--- What the task requires ---
Keep to one stretch of the data below, the lines from the one with "let (w, h) = frame.dimensions();" up to and including the one with "let (w, h) = (frame.width()", and return that stretch exactly.

Records from a collection:
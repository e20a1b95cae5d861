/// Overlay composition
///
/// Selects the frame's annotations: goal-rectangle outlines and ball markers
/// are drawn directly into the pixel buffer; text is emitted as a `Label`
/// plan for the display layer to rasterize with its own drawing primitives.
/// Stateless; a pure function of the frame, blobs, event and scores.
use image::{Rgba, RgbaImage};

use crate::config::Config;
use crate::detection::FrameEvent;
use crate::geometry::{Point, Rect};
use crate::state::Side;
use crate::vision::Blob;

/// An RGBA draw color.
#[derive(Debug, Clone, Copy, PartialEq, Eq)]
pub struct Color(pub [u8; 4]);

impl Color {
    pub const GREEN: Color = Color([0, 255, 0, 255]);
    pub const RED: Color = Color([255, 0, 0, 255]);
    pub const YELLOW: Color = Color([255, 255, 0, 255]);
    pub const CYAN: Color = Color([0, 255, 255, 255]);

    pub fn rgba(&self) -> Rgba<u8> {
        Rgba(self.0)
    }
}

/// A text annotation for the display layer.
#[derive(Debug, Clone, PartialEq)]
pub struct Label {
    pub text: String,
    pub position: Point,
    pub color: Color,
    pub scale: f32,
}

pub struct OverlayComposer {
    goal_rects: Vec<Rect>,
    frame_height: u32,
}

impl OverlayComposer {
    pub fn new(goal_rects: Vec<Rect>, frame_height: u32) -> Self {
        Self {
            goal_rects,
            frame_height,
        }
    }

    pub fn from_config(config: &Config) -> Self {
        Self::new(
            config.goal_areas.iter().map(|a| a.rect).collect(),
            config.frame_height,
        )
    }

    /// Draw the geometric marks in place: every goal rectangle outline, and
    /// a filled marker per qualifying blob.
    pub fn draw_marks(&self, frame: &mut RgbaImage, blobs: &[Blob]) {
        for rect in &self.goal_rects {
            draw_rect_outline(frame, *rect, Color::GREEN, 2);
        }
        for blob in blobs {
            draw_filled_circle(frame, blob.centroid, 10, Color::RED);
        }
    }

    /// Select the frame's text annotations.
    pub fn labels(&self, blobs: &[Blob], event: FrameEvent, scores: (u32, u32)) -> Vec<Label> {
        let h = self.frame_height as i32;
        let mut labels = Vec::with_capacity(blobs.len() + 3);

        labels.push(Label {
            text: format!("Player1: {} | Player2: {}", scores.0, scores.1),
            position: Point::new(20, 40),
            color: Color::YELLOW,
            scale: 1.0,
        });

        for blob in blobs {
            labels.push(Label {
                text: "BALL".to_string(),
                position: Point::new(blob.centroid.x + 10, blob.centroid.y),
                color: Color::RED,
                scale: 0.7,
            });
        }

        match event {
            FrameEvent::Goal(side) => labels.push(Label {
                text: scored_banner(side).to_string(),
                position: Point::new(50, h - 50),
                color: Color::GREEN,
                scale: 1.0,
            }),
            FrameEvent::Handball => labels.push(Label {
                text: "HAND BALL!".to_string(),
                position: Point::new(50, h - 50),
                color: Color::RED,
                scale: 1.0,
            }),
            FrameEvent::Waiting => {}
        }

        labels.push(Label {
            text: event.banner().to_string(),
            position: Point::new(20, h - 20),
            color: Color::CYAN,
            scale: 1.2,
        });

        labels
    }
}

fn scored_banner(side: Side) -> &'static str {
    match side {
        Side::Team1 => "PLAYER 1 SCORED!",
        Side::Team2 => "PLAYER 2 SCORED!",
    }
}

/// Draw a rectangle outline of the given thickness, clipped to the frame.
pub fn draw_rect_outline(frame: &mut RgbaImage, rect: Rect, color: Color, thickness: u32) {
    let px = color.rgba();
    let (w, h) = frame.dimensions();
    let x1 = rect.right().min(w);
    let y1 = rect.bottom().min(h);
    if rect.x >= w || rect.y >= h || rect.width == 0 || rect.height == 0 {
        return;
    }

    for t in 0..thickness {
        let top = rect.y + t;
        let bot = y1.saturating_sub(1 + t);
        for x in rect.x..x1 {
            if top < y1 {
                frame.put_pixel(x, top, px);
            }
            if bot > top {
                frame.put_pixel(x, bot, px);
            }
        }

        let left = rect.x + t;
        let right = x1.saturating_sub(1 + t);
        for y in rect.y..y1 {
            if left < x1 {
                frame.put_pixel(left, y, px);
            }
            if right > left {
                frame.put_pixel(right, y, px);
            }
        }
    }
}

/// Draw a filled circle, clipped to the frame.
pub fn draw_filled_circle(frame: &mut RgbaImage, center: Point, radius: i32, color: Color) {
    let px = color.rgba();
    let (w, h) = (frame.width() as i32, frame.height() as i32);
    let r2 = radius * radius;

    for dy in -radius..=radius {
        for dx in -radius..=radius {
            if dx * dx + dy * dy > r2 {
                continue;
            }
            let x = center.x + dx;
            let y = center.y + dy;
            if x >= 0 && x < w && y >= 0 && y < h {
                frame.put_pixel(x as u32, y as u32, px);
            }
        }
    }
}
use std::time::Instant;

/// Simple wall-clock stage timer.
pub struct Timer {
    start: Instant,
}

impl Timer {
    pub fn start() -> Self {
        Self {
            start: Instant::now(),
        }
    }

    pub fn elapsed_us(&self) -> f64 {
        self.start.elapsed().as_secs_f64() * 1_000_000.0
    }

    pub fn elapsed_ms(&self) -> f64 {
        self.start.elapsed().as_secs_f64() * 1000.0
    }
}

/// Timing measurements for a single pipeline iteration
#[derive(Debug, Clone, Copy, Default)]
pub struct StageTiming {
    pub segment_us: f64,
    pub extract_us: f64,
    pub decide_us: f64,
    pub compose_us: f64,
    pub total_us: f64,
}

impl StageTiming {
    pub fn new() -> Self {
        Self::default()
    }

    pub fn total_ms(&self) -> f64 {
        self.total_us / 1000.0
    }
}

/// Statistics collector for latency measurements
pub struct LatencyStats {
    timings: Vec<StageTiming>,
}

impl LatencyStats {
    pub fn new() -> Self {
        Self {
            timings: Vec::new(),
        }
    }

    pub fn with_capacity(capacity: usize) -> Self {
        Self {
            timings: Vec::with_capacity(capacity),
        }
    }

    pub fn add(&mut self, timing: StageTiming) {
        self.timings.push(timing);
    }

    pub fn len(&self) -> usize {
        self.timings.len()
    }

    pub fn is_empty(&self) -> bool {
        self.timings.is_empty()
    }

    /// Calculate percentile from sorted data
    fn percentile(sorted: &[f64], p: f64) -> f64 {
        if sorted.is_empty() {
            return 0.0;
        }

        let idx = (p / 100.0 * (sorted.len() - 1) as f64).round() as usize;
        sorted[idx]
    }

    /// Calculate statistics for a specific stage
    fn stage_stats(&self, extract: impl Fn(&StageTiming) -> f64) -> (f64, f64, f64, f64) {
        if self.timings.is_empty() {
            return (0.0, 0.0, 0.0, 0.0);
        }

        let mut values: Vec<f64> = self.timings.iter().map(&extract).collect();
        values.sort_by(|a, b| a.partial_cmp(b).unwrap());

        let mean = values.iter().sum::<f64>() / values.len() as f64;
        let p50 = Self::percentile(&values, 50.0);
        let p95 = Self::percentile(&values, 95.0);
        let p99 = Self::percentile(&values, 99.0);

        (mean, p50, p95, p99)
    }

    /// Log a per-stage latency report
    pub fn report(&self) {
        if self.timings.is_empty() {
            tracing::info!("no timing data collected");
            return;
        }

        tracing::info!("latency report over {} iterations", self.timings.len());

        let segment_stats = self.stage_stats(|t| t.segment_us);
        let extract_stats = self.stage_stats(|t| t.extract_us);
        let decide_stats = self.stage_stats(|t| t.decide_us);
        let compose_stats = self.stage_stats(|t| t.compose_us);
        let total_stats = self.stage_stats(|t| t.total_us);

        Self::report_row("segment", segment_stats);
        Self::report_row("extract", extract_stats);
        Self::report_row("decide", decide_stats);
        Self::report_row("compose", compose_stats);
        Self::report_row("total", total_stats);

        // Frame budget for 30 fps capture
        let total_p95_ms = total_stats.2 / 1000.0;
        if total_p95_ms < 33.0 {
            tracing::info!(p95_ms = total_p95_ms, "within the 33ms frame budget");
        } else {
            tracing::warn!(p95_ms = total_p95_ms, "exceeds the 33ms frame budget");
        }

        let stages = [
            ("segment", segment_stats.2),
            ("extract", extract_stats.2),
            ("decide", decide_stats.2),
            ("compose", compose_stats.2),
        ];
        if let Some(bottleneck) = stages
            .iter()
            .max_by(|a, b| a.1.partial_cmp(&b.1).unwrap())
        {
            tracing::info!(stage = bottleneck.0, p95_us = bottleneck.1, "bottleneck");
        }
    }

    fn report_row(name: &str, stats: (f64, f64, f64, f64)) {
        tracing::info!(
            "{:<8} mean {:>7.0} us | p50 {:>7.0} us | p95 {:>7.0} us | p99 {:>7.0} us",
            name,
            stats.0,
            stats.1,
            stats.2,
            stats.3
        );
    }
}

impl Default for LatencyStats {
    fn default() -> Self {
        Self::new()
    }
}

--- Response for this exercise ---
    let (w, h) = frame.dimensions();
    let x1 = rect.right().min(w);
    let y1 = rect.bottom().min(h);
    if rect.x >= w || rect.y >= h || rect.width == 0 || rect.height == 0 {
        return;
    }

    for t in 0..thickness {
        let top = rect.y + t;
        let bot = y1.saturating_sub(1 + t);
        for x in rect.x..x1 {
            if top < y1 {
                frame.put_pixel(x, top, px);
            }
            if bot > top {
                frame.put_pixel(x, bot, px);
            }
        }

        let left = rect.x + t;
        let right = x1.saturating_sub(1 + t);
        for y in rect.y..y1 {
            if left < x1 {
                frame.put_pixel(left, y, px);
            }
            if right > left {
                frame.put_pixel(right, y, px);
            }
        }
    }
}

/// Draw a filled circle, clipped to the frame.
pub fn draw_filled_circle(frame: &mut RgbaImage, center: Point, radius: i32, color: Color) {
    let px = color.rgba();
    let (w, h) = (frame.width() as i32, frame.height() as i32);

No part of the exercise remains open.